V- ÇALIŞMA BELGESİ İSTEME
İş Kanunu 28. maddesine göre, “İşten ayrılan işçiye, işveren tarafından işinin çeşidinin ne olduğunu ve süresini gösteren bir belge verilir. Belgenin vaktinde verilmemesinden veya belgede doğru olmayan bilgiler bulunmasından zarar gören işçi veyahut işçiyi işine alan yeni işveren eski işverenden tazminat isteyebilir.”
Bu hüküm çerçevesinde işçi işten ayrılırken yasa kapsamında hazırlanmış çalışma belgesinin kendisine verilmesini talep etmelidir. Ancak bu konuda çalışma belgesi üzerinde yazan bilgilerin doğruluğunu mutlaka kontrol etmelidir.
VI- İŞSİZLİK SİGORTASI MÜRACAATI
4447 sayılı İşsizlik Sigortası Kanununa göre, işsizlik sigortası kapsamında bir işyerinde çalışırken; çalışma istek, yetenek, sağlık ve yeterliliğinde olmasına rağmen, kendi istek ve kusuru dışında işini kaybedenler; hizmet akdinin feshinden önceki son 120 gün içinde prim ödeyerek sürekli çalışmış olmak kaydıyla son üç yıl içinde en az 600 gün süre ile işsizlik sigortası primi ödemiş olmak ve hizmet akdinin feshinden sonraki 30 gün içinde en yakın İŞKUR birimine şahsen ya da elektronik ortamda www.iskur.gov.tr portalı üzerinden başvurarak iş almaya hazır olduğunu bildirmek koşulu ile işsizlik sigortası hizmetlerinden yararlandırılmaktadır.

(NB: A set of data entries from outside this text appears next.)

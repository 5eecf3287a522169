//! Validation state types

use serde::{Deserialize, Serialize};

/// Why local syntax validation rejected an input.
#[derive(Debug, Clone, PartialEq, Eq, Serialize, Deserialize)]
#[serde(tag = "kind", rename_all = "snake_case")]
pub enum SyntaxViolation {
    /// Below the configured minimum length.
    TooShort {
        /// Configured minimum (characters).
        min_length: usize,
        /// Actual input length (characters).
        actual: usize,
    },
    /// Above the configured maximum length.
    TooLong {
        /// Configured maximum (characters).
        max_length: usize,
        /// Actual input length (characters).
        actual: usize,
    },
    /// The input contains `@` or whitespace, which can never appear in a
    /// local part.
    ForbiddenCharacter,
    /// The selected domain is not offered by this deployment (or is closed
    /// for registration on a registering field).
    UnknownDomain {
        /// The rejected domain.
        domain: String,
    },
}

/// Validation state of a username field.
///
/// Exactly one value at a time per field instance; drives the display data
/// the host renders.
#[derive(Debug, Clone, PartialEq, Eq, Serialize, Deserialize)]
#[serde(tag = "state", rename_all = "snake_case")]
pub enum ValidationState {
    /// No input yet, or the field was reset.
    Untouched,
    /// Local syntax validation failed; no remote check is made.
    SyntaxInvalid {
        /// The concrete rule that failed.
        violation: SyntaxViolation,
    },
    /// Syntax passed; a debounced existence check is scheduled or in flight.
    Pending,
    /// The JID can be registered (or syntax passed with checking disabled).
    Available,
    /// The JID is already registered.
    Taken,
    /// The existence check failed for a reason other than a conflict.
    Error,
}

Mücbir sebepler dışında 30 gün içerisinde başvurulmaması halinde, başvuruda gecikilen süre, toplam hak sahipliği süresinden düşülmektedir.
SONUÇ
İş sözleşmesinin feshinde kimi zaman işçinin iradesinin fesada uğratıldığı, gerçek durumu yansıtmayan belgelerin imzalatıldığı, hak kaybına yol açacak işlem ve usullerin uygulandığı görülmektedir. Bu nedenle, işten çıkış sürecinde işçinin son derece dikkatli olması gerekmektedir. Doğruluğundan emin olmadığı evrakları imzalamamalı veya “her türlü hakkım saklıdır” şeklinde kayıt düşerek tebliğ almalıdır. İşçinin iradesini fesada uğratılarak işverence yapılan işlemlerin hukuken korunmayacağı aşikardır. Ancak iradenin fesada uğradığını ispat külfetinin işçiye ait olması ve kimi zaman bu konudaki ispat külfetinin tanık ve delil yetersizliği nedeniyle sağlanamadığı görülmektedir. Bu nedenle işçinin, işveren tarafından feshe dayanak olarak yapılacak tüm işlemlerde hak kaybına yol açacak beyanlarda bulunmaktan kaçınması ve son derece dikkatli olması gerekmektedir.
Dipnotlar:
[1] Yargıtay 9. Hukuk Dairesi 21.04.2008 tarih 2007/ 30777 E. 2008/ 9219 K.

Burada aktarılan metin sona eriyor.